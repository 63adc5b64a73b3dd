use chrono::{DateTime, Utc};
use rand::Rng;
use serde::{Deserialize, Serialize};
use vayu_types::{AcStatus, Co2Level};

/// 机队规模（固定 16 台）
pub const FLEET_SIZE: usize = 16;

/// 安装位置目录（按设备编号固定）
pub const LOCATIONS: [&str; FLEET_SIZE] = [
    "Conference Room A",
    "Office Floor 1",
    "Lobby",
    "Server Room",
    "Break Room",
    "Office Floor 2",
    "Meeting Room B",
    "Reception",
    "Storage Room",
    "Kitchen",
    "Executive Office",
    "Open Workspace",
    "Training Room",
    "IT Department",
    "HR Department",
    "Finance Office",
];

/// 设备编号（`HVAC-01`..`HVAC-16`）
pub fn device_id(index: usize) -> String {
    format!("HVAC-{:02}", index + 1)
}

/// 数值字段的钳位区间
///
/// 随机游走的每一步都被钳位在这些区间内；不变量对任意多次 tick 成立
pub mod limits {
    /// 温度（°C）
    pub const TEMP: (f64, f64) = (18.0, 30.0);
    /// 湿度（%）
    pub const HUMIDITY: (f64, f64) = (30.0, 80.0);
    /// CO₂ 浓度（ppm）
    pub const CO2: (f64, f64) = (350.0, 1500.0);
    /// 风速（%）
    pub const FAN: (f64, f64) = (0.0, 100.0);
    /// 健康度（%）
    pub const HEALTH: (f64, f64) = (80.0, 100.0);

    /// 将值钳位到区间内
    pub fn clamp(value: f64, range: (f64, f64)) -> f64 {
        value.max(range.0).min(range.1)
    }

    /// 值是否落在区间内
    pub fn contains(value: f64, range: (f64, f64)) -> bool {
        value >= range.0 && value <= range.1
    }
}

/// 设备记录
///
/// 机队中一台 HVAC 设备的实时状态；所有数值由模拟器生成
#[derive(Debug, Clone, Serialize, Deserialize, PartialEq)]
pub struct DeviceRecord {
    /// 设备 ID（会话内稳定）
    pub id: String,

    /// 安装位置（按 ID 固定）
    pub location: String,

    /// 实时温度（°C）
    pub live_temp: f64,

    /// 实时湿度（%）
    pub live_humidity: f64,

    /// 实时 CO₂ 浓度（ppm）
    pub live_co2: f64,

    /// 是否有人
    pub occupancy: bool,

    /// 空调运行模式
    pub ac_status: AcStatus,

    /// 风速（0-100）
    pub fan_speed: f64,

    /// 健康度（0-100）
    pub health: f64,

    /// 最后更新时间
    pub last_updated: DateTime<Utc>,
}

impl DeviceRecord {
    /// 播种一台设备
    ///
    /// 数值字段在各自的钳位区间内均匀随机；运行模式均匀取四种之一
    pub fn seed(index: usize, rng: &mut impl Rng, now: DateTime<Utc>) -> Self {
        Self {
            id: device_id(index),
            location: LOCATIONS[index % FLEET_SIZE].to_string(),
            live_temp: rng.gen_range(limits::TEMP.0..=limits::TEMP.1),
            live_humidity: rng.gen_range(limits::HUMIDITY.0..=limits::HUMIDITY.1),
            live_co2: rng.gen_range(limits::CO2.0..=limits::CO2.1),
            occupancy: rng.gen_bool(0.5),
            ac_status: AcStatus::ALL[rng.gen_range(0..AcStatus::ALL.len())],
            fan_speed: rng.gen_range(limits::FAN.0..=limits::FAN.1),
            health: rng.gen_range(limits::HEALTH.0..=limits::HEALTH.1),
            last_updated: now,
        }
    }

    /// 当前 CO₂ 浓度等级
    pub fn co2_level(&self) -> Co2Level {
        Co2Level::from_ppm(self.live_co2)
    }

    /// 所有钳位字段是否都在区间内
    pub fn within_limits(&self) -> bool {
        limits::contains(self.live_temp, limits::TEMP)
            && limits::contains(self.live_humidity, limits::HUMIDITY)
            && limits::contains(self.live_co2, limits::CO2)
            && limits::contains(self.fan_speed, limits::FAN)
            && limits::contains(self.health, limits::HEALTH)
    }
}

#[cfg(test)]
mod tests {
    use super::*;
    use rand::rngs::StdRng;
    use rand::SeedableRng;

    #[test]
    fn test_device_id_format() {
        assert_eq!(device_id(0), "HVAC-01");
        assert_eq!(device_id(4), "HVAC-05");
        assert_eq!(device_id(15), "HVAC-16");
    }

    #[test]
    fn test_seed_within_limits() {
        let mut rng = StdRng::seed_from_u64(7);
        let now = Utc::now();

        for i in 0..FLEET_SIZE {
            let device = DeviceRecord::seed(i, &mut rng, now);
            assert!(device.within_limits(), "device {} out of limits", device.id);
            assert_eq!(device.location, LOCATIONS[i]);
            assert_eq!(device.last_updated, now);
        }
    }

    #[test]
    fn test_clamp() {
        assert_eq!(limits::clamp(17.0, limits::TEMP), 18.0);
        assert_eq!(limits::clamp(31.0, limits::TEMP), 30.0);
        assert_eq!(limits::clamp(24.0, limits::TEMP), 24.0);
    }

    #[test]
    fn test_co2_level() {
        let mut rng = StdRng::seed_from_u64(1);
        let mut device = DeviceRecord::seed(0, &mut rng, Utc::now());

        device.live_co2 = 500.0;
        assert_eq!(device.co2_level(), Co2Level::Good);

        device.live_co2 = 1400.0;
        assert_eq!(device.co2_level(), Co2Level::High);
    }
}
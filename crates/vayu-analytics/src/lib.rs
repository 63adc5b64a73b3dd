pub mod error;
pub mod hub;
pub mod kpi;
pub mod metrics;
pub mod settings;

pub use error::{AnalyticsError, Result};
pub use hub::AnalyticsHub;
pub use kpi::KpiSnapshot;
pub use metrics::AiMetrics;
pub use settings::AiSettings;
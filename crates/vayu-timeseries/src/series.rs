use crate::generator;
use crate::model::{SensorReading, TrendPoint, READING_LOG_CAPACITY};
use chrono::{DateTime, Duration, Utc};
use rand::Rng;
use tracing::{debug, info};
use vayu_types::DateRange;

/// 环境时序
///
/// 同时维护两个集合：图表滑动窗口（旧→新）和原始读数日志（新→旧，
/// 上限 100）。选中设备或时间范围变化时整体重新播种
#[derive(Debug, Clone)]
pub struct EnvSeries {
    device_id: String,
    range: DateRange,
    window: Vec<TrendPoint>,
    readings: Vec<SensorReading>,
}

impl EnvSeries {
    /// 播种一条完整序列（契约 A）
    ///
    /// 每小时一个点，i = hours_back..=0（含 0，共 hours_back+1 个），
    /// 输出旧→新排序
    pub fn seed(
        device_id: impl Into<String>,
        range: DateRange,
        rng: &mut impl Rng,
        now: DateTime<Utc>,
    ) -> Self {
        let device_id = device_id.into();
        let hours_back = range.hours_back();

        let mut window = Vec::with_capacity((hours_back + 1) as usize);
        let mut readings = Vec::with_capacity((hours_back + 1) as usize);

        for i in (0..=hours_back).rev() {
            let timestamp = now - Duration::hours(i);
            let (temperature, humidity, co2) = generator::seed_values(i, rng);

            window.push(TrendPoint::new(temperature, humidity, co2, timestamp));
            readings.push(SensorReading {
                id: format!("reading-{}", i),
                device_id: device_id.clone(),
                temperature,
                humidity,
                co2,
                timestamp,
            });
        }

        // 读数日志新事件在前
        readings.reverse();

        info!(
            device_id = %device_id,
            range = %range.as_str(),
            points = window.len(),
            "Environmental series seeded"
        );

        Self {
            device_id,
            range,
            window,
            readings,
        }
    }

    /// 执行一次 tick（契约 B）
    ///
    /// 窗口淘汰最旧的点并追加一个实时点；读数日志前插并截断到 100
    pub fn tick(&mut self, rng: &mut impl Rng, now: DateTime<Utc>) -> SensorReading {
        let (temperature, humidity, co2) = generator::live_values(now.timestamp_millis(), rng);

        if !self.window.is_empty() {
            self.window.remove(0);
        }
        self.window.push(TrendPoint::new(temperature, humidity, co2, now));

        let reading = SensorReading {
            id: format!("reading-{}", now.timestamp_millis()),
            device_id: self.device_id.clone(),
            temperature,
            humidity,
            co2,
            timestamp: now,
        };
        self.readings.insert(0, reading.clone());
        self.readings.truncate(READING_LOG_CAPACITY);

        debug!(device_id = %self.device_id, "Environmental series ticked");
        reading
    }

    /// 切换选中的设备或时间范围
    ///
    /// 任一变化都会丢弃当前序列并重新播种；整体替换，观察不到中间态
    ///
    /// # 返回
    /// 是否发生了重新播种
    pub fn select(
        &mut self,
        device_id: impl Into<String>,
        range: DateRange,
        rng: &mut impl Rng,
        now: DateTime<Utc>,
    ) -> bool {
        let device_id = device_id.into();
        if device_id == self.device_id && range == self.range {
            return false;
        }

        *self = Self::seed(device_id, range, rng, now);
        true
    }

    pub fn device_id(&self) -> &str {
        &self.device_id
    }

    pub fn range(&self) -> DateRange {
        self.range
    }

    /// 图表窗口（旧→新）
    pub fn window(&self) -> &[TrendPoint] {
        &self.window
    }

    /// 原始读数日志（新→旧）
    pub fn readings(&self) -> &[SensorReading] {
        &self.readings
    }
}

#[cfg(test)]
mod tests {
    use super::*;
    use rand::rngs::StdRng;
    use rand::SeedableRng;

    #[test]
    fn test_seed_24h_point_count() {
        let mut rng = StdRng::seed_from_u64(51);
        let series = EnvSeries::seed("HVAC-01", DateRange::Last24h, &mut rng, Utc::now());

        // 24h 播种正好 25 个点（0..24 含两端）
        assert_eq!(series.window().len(), 25);
        assert_eq!(series.readings().len(), 25);
    }

    #[test]
    fn test_seed_window_ordered_oldest_first() {
        let mut rng = StdRng::seed_from_u64(52);
        let now = Utc::now();
        let series = EnvSeries::seed("HVAC-01", DateRange::Last24h, &mut rng, now);

        let window = series.window();
        for pair in window.windows(2) {
            assert!(pair[0].timestamp < pair[1].timestamp);
        }
        assert_eq!(window.last().unwrap().timestamp, now);
        assert_eq!(window[0].timestamp, now - Duration::hours(24));

        // 读数日志方向相反：新事件在前
        let readings = series.readings();
        assert_eq!(readings[0].timestamp, now);
    }

    #[test]
    fn test_seed_larger_ranges() {
        let mut rng = StdRng::seed_from_u64(53);
        let series = EnvSeries::seed("HVAC-02", DateRange::Last7d, &mut rng, Utc::now());
        assert_eq!(series.window().len(), 169);

        let series = EnvSeries::seed("HVAC-02", DateRange::Last30d, &mut rng, Utc::now());
        assert_eq!(series.window().len(), 721);
    }

    #[test]
    fn test_tick_slides_window() {
        let mut rng = StdRng::seed_from_u64(54);
        let now = Utc::now();
        let mut series = EnvSeries::seed("HVAC-01", DateRange::Last24h, &mut rng, now);

        let oldest_before = series.window()[0].timestamp;
        let tick_at = now + Duration::seconds(2);
        series.tick(&mut rng, tick_at);

        // 长度不变：淘汰一个、追加一个
        assert_eq!(series.window().len(), 25);
        assert!(series.window()[0].timestamp > oldest_before);
        assert_eq!(series.window().last().unwrap().timestamp, tick_at);
    }

    #[test]
    fn test_tick_caps_reading_log() {
        let mut rng = StdRng::seed_from_u64(55);
        let now = Utc::now();
        let mut series = EnvSeries::seed("HVAC-01", DateRange::Last30d, &mut rng, now);

        for s in 0..150 {
            series.tick(&mut rng, now + Duration::seconds(s));
        }

        assert_eq!(series.readings().len(), READING_LOG_CAPACITY);
        // 新事件在前
        let readings = series.readings();
        for pair in readings.windows(2) {
            assert!(pair[0].timestamp >= pair[1].timestamp);
        }
    }

    #[test]
    fn test_select_reseeds_fully() {
        let mut rng = StdRng::seed_from_u64(56);
        let now = Utc::now();
        let mut series = EnvSeries::seed("HVAC-01", DateRange::Last24h, &mut rng, now);

        let reseeded = series.select("HVAC-02", DateRange::Last24h, &mut rng, now);
        assert!(reseeded);
        assert_eq!(series.device_id(), "HVAC-02");

        // 旧设备没有任何残留
        assert!(series.readings().iter().all(|r| r.device_id == "HVAC-02"));
        assert_eq!(series.window().len(), 25);
    }

    #[test]
    fn test_select_same_selection_is_noop() {
        let mut rng = StdRng::seed_from_u64(57);
        let now = Utc::now();
        let mut series = EnvSeries::seed("HVAC-01", DateRange::Last24h, &mut rng, now);
        let before = series.window().to_vec();

        let reseeded = series.select("HVAC-01", DateRange::Last24h, &mut rng, now);
        assert!(!reseeded);
        assert_eq!(series.window(), &before[..]);
    }

    #[test]
    fn test_select_range_change_reseeds() {
        let mut rng = StdRng::seed_from_u64(58);
        let now = Utc::now();
        let mut series = EnvSeries::seed("HVAC-01", DateRange::Last24h, &mut rng, now);

        let reseeded = series.select("HVAC-01", DateRange::Last7d, &mut rng, now);
        assert!(reseeded);
        assert_eq!(series.window().len(), 169);
        assert_eq!(series.range(), DateRange::Last7d);
    }
}
use crate::model::SystemEvent;
use chrono::{DateTime, Utc};
use rand::Rng;
use std::sync::Arc;
use tokio::sync::RwLock;
use tracing::debug;

/// 事件日志容量（最多保留 20 条最新事件）
pub const EVENT_LOG_CAPACITY: usize = 20;

/// 每个 tick 产生事件的概率
pub const EVENT_PROBABILITY: f64 = 0.3;

/// 事件日志
///
/// 只追加、有上限、新事件在前；溢出部分丢弃，从不单条删除
#[derive(Debug, Clone)]
pub struct EventLog {
    entries: Vec<SystemEvent>,
    capacity: usize,
}

impl EventLog {
    pub fn new(capacity: usize) -> Self {
        Self {
            entries: Vec::with_capacity(capacity),
            capacity,
        }
    }

    /// 前插一条事件并截断到容量
    pub fn record(&mut self, event: SystemEvent) {
        self.entries.insert(0, event);
        self.entries.truncate(self.capacity);
    }

    /// 执行一次 tick
    ///
    /// 以 `EVENT_PROBABILITY` 的概率生成并前插一条合成事件；
    /// 否则日志保持不变
    pub fn tick(&mut self, rng: &mut impl Rng, now: DateTime<Utc>) -> Option<SystemEvent> {
        if rng.gen_bool(EVENT_PROBABILITY) {
            let event = SystemEvent::synthetic(rng, now);
            debug!(event_id = %event.id, device_id = %event.device_id, "Event recorded");
            self.record(event.clone());
            Some(event)
        } else {
            None
        }
    }

    pub fn entries(&self) -> &[SystemEvent] {
        &self.entries
    }

    pub fn latest(&self) -> Option<&SystemEvent> {
        self.entries.first()
    }

    pub fn len(&self) -> usize {
        self.entries.len()
    }

    pub fn is_empty(&self) -> bool {
        self.entries.is_empty()
    }
}

impl Default for EventLog {
    fn default() -> Self {
        Self::new(EVENT_LOG_CAPACITY)
    }
}

/// 事件流模拟器
///
/// 独占持有事件日志；视图只通过快照读取
pub struct EventFeed {
    log: Arc<RwLock<EventLog>>,
}

impl EventFeed {
    pub fn new() -> Self {
        Self {
            log: Arc::new(RwLock::new(EventLog::default())),
        }
    }

    /// 执行一次 tick（线程随机源 + 当前时间）
    pub async fn tick(&self) -> Option<SystemEvent> {
        let mut log = self.log.write().await;
        let mut rng = rand::thread_rng();
        log.tick(&mut rng, Utc::now())
    }

    /// 使用注入的随机源和时间执行一次 tick（用于确定性测试）
    pub async fn tick_with<R: Rng + Send>(
        &self,
        rng: &mut R,
        now: DateTime<Utc>,
    ) -> Option<SystemEvent> {
        let mut log = self.log.write().await;
        log.tick(rng, now)
    }

    /// 日志快照（新事件在前）
    pub async fn snapshot(&self) -> Vec<SystemEvent> {
        self.log.read().await.entries().to_vec()
    }

    pub async fn len(&self) -> usize {
        self.log.read().await.len()
    }
}

impl Default for EventFeed {
    fn default() -> Self {
        Self::new()
    }
}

****************************************

Assignment
Could you restate word for word the lines above, from the one that contains "pub struct EventLog" through the one that contains "pub async fn snapshot(&self)", and no others?

Reply
pub struct EventLog {
    entries: Vec<SystemEvent>,
    capacity: usize,
}

impl EventLog {
    pub fn new(capacity: usize) -> Self {
        Self {
            entries: Vec::with_capacity(capacity),
            capacity,
        }
    }

    /// 前插一条事件并截断到容量
    pub fn record(&mut self, event: SystemEvent) {
        self.entries.insert(0, event);
        self.entries.truncate(self.capacity);
    }

    /// 执行一次 tick
    ///
    /// 以 `EVENT_PROBABILITY` 的概率生成并前插一条合成事件；
    /// 否则日志保持不变
    pub fn tick(&mut self, rng: &mut impl Rng, now: DateTime<Utc>) -> Option<SystemEvent> {
        if rng.gen_bool(EVENT_PROBABILITY) {
            let event = SystemEvent::synthetic(rng, now);
            debug!(event_id = %event.id, device_id = %event.device_id, "Event recorded");
            self.record(event.clone());
            Some(event)
        } else {
            None
        }
    }

    pub fn entries(&self) -> &[SystemEvent] {
        &self.entries
    }

    pub fn latest(&self) -> Option<&SystemEvent> {
        self.entries.first()
    }

    pub fn len(&self) -> usize {
        self.entries.len()
    }

    pub fn is_empty(&self) -> bool {
        self.entries.is_empty()
    }
}

impl Default for EventLog {
    fn default() -> Self {
        Self::new(EVENT_LOG_CAPACITY)
    }
}

/// 事件流模拟器
///
/// 独占持有事件日志；视图只通过快照读取
pub struct EventFeed {
    log: Arc<RwLock<EventLog>>,
}

impl EventFeed {
    pub fn new() -> Self {
        Self {
            log: Arc::new(RwLock::new(EventLog::default())),
        }
    }

    /// 执行一次 tick（线程随机源 + 当前时间）
    pub async fn tick(&self) -> Option<SystemEvent> {
        let mut log = self.log.write().await;
        let mut rng = rand::thread_rng();
        log.tick(&mut rng, Utc::now())
    }

    /// 使用注入的随机源和时间执行一次 tick（用于确定性测试）
    pub async fn tick_with<R: Rng + Send>(
        &self,
        rng: &mut R,
        now: DateTime<Utc>,
    ) -> Option<SystemEvent> {
        let mut log = self.log.write().await;
        log.tick(rng, now)
    }

    /// 日志快照（新事件在前）
    pub async fn snapshot(&self) -> Vec<SystemEvent> {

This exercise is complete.